[Collected data]
►

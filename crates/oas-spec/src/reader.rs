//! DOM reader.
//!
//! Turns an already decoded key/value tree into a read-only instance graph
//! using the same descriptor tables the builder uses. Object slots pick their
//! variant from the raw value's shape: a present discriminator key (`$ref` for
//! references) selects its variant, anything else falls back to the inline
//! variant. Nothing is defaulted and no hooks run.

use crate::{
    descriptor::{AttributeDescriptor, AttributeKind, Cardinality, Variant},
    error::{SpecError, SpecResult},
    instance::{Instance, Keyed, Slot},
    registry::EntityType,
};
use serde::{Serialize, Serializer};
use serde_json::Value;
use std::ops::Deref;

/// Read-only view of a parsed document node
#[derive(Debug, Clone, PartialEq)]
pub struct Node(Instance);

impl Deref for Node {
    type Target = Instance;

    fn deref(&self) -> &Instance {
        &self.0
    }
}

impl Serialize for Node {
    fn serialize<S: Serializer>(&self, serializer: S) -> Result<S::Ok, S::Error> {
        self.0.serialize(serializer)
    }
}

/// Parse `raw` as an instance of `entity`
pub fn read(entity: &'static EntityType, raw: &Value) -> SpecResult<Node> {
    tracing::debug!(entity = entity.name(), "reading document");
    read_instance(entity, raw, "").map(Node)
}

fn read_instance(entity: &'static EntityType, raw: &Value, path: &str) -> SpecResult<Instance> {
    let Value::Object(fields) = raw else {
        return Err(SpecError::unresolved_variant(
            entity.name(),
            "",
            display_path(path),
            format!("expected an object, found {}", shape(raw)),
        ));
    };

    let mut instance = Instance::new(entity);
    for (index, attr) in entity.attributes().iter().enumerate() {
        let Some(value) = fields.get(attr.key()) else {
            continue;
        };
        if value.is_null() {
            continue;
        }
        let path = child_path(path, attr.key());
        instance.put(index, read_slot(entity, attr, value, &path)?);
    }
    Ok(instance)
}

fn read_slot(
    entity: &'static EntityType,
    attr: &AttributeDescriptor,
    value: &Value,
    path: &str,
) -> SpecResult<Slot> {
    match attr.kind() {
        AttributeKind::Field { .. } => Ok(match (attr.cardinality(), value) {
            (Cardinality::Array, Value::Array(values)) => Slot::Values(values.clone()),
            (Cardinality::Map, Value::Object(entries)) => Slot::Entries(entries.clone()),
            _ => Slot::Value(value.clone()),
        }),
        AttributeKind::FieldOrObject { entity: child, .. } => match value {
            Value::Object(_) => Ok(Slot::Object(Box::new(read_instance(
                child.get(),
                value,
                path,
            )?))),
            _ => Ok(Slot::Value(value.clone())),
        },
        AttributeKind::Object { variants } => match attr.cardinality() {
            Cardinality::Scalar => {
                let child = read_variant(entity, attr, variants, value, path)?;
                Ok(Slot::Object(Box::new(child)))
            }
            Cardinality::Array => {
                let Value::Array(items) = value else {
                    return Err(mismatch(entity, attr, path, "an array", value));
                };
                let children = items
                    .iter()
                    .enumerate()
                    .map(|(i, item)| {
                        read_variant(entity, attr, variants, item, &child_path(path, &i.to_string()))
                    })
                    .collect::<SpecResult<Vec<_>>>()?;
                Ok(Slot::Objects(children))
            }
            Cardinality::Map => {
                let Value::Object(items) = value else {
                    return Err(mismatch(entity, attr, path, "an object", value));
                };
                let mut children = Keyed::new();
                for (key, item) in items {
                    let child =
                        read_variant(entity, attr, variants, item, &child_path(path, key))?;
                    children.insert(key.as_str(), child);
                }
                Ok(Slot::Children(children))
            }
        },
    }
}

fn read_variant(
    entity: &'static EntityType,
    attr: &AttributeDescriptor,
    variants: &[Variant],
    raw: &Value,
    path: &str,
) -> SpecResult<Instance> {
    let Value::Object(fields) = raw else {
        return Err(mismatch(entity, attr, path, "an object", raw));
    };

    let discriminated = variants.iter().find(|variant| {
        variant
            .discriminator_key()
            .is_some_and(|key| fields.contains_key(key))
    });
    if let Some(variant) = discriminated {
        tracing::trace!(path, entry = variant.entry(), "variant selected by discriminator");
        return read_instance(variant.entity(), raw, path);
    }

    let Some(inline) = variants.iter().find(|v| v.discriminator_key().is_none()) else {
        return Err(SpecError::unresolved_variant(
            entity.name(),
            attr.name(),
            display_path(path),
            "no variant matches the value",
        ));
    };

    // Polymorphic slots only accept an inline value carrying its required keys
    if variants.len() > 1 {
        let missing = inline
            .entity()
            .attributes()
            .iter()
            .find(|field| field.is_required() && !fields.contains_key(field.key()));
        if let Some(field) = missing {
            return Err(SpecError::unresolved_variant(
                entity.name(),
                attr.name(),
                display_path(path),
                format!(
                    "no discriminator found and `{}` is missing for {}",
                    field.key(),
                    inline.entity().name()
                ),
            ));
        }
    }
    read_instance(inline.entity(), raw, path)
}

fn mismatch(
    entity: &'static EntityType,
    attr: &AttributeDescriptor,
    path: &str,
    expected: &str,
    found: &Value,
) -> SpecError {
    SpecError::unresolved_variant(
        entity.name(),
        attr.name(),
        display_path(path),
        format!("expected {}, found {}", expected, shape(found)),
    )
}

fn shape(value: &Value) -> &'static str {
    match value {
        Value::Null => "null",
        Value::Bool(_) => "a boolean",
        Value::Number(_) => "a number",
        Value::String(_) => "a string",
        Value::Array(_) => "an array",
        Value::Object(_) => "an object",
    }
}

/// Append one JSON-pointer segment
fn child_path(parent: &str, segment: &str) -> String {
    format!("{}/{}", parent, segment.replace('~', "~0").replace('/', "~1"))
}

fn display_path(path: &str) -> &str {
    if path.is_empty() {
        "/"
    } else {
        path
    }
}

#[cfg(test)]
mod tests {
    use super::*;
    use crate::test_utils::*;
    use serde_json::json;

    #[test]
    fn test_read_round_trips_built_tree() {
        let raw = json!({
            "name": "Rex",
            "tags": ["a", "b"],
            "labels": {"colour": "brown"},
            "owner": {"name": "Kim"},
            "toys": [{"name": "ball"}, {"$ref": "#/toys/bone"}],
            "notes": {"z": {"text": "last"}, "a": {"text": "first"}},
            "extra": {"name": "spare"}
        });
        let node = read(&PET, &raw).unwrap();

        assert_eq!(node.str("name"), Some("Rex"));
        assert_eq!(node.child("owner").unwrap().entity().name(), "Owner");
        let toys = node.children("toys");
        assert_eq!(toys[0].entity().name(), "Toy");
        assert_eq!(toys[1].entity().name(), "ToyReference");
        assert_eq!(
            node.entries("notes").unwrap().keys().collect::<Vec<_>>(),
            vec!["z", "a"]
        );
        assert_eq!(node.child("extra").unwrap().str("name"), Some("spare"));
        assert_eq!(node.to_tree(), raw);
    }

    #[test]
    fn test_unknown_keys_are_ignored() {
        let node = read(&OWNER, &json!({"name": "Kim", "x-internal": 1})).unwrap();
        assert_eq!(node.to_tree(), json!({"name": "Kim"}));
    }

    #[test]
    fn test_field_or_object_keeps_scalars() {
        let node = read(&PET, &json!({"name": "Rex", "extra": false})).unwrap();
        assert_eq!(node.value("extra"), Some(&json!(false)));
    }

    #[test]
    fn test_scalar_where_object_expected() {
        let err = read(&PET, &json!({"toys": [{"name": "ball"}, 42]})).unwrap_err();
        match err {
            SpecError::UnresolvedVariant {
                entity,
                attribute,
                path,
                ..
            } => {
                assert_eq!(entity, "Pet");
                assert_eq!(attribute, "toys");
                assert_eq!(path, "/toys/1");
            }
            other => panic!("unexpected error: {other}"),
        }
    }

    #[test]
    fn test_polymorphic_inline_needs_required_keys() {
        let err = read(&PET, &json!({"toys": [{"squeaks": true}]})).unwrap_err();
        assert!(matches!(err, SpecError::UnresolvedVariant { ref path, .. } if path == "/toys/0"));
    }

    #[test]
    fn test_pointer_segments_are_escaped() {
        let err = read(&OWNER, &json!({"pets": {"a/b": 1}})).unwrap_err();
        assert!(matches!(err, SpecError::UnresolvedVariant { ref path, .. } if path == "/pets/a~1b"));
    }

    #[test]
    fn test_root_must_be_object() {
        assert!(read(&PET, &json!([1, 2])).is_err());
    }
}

◄

--- Task ---
Only the count belongs in your answer, so please work out how many lines of the data contain "iter".

--- Output below ---
5